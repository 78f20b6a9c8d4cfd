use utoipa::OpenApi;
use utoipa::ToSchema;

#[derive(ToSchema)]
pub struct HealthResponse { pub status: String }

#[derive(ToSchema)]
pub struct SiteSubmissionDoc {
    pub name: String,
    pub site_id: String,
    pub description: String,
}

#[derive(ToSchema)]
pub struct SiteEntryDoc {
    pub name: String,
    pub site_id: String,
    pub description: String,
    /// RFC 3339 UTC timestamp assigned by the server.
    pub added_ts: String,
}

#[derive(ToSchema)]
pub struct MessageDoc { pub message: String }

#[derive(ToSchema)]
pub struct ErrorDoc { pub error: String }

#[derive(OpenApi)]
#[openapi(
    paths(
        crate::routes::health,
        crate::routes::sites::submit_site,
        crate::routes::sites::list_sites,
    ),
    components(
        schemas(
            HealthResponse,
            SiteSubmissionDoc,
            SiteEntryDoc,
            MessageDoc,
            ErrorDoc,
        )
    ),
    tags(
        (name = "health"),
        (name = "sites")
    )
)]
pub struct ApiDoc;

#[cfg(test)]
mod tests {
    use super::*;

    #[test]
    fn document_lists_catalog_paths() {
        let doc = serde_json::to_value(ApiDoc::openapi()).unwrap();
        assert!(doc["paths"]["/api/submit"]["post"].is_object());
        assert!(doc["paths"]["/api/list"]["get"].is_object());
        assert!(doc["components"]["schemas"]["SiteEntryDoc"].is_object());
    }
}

* * * * * * *

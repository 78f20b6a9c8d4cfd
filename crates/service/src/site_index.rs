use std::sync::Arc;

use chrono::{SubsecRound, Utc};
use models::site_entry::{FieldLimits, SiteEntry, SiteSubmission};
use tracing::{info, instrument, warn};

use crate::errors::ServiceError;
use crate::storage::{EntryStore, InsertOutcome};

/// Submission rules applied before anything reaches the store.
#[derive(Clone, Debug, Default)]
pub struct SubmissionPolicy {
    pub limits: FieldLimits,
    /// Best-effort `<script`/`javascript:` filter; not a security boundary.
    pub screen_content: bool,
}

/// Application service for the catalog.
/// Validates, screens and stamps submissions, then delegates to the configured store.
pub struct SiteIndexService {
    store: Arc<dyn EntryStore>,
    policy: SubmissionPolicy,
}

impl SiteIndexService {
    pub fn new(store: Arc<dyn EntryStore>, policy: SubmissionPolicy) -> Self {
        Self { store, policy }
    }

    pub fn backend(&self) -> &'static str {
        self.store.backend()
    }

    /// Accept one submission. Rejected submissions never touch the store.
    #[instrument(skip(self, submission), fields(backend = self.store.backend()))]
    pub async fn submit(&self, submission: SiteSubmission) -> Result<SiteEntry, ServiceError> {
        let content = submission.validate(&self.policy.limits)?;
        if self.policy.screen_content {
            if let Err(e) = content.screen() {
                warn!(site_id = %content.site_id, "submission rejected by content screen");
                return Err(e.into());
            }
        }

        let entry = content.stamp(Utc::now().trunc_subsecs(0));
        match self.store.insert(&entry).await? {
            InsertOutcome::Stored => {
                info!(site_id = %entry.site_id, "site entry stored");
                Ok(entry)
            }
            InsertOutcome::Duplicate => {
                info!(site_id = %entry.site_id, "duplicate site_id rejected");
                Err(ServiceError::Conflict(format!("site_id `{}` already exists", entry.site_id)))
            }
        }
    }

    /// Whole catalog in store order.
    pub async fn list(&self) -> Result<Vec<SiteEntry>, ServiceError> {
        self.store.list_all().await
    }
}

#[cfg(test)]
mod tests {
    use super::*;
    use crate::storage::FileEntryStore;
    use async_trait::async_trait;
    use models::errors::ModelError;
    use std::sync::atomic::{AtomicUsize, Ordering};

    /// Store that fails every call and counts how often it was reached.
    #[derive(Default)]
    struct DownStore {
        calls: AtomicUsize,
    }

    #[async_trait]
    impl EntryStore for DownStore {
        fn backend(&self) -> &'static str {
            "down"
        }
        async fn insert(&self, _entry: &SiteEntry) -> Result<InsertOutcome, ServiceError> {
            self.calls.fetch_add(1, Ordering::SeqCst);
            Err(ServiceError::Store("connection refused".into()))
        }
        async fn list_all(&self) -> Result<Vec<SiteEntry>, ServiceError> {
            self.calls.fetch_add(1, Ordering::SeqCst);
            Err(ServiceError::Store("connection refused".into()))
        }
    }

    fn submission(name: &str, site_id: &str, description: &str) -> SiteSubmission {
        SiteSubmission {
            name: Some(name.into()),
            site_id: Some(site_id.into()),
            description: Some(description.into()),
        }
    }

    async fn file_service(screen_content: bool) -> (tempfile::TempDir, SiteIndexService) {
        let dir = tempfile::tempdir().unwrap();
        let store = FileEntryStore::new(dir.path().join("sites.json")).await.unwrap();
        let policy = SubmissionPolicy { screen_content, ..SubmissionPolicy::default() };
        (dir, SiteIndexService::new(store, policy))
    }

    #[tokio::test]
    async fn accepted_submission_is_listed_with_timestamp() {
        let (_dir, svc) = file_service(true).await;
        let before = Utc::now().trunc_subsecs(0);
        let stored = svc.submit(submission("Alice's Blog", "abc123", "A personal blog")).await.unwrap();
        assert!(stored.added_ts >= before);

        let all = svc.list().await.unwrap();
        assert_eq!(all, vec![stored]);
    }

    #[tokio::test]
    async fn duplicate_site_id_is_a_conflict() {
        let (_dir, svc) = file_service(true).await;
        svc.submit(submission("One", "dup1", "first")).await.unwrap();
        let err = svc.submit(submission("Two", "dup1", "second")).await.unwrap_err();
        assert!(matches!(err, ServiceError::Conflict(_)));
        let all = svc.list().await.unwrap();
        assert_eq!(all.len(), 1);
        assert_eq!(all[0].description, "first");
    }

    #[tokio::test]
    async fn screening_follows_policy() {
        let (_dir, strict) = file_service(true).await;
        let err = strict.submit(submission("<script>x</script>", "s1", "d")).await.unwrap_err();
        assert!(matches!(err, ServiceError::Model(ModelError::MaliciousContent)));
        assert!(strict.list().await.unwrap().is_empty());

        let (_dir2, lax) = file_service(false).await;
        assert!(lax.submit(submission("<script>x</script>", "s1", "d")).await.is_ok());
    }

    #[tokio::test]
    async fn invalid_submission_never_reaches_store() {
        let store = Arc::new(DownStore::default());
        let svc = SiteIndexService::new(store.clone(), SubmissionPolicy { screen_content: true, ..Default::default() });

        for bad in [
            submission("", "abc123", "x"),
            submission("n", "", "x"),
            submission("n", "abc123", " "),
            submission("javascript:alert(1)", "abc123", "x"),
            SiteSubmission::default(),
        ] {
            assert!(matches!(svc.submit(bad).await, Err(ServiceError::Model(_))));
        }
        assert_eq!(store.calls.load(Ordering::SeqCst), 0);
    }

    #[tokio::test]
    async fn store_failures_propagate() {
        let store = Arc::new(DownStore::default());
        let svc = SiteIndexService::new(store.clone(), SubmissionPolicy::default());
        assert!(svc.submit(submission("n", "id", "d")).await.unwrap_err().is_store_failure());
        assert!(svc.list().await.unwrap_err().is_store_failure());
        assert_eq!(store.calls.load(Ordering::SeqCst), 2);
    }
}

* * * * * * *

» Directions: If a line in the data above includes the string "models", copy it.

» Final answer:
use models::site_entry::{FieldLimits, SiteEntry, SiteSubmission};
    use models::errors::ModelError;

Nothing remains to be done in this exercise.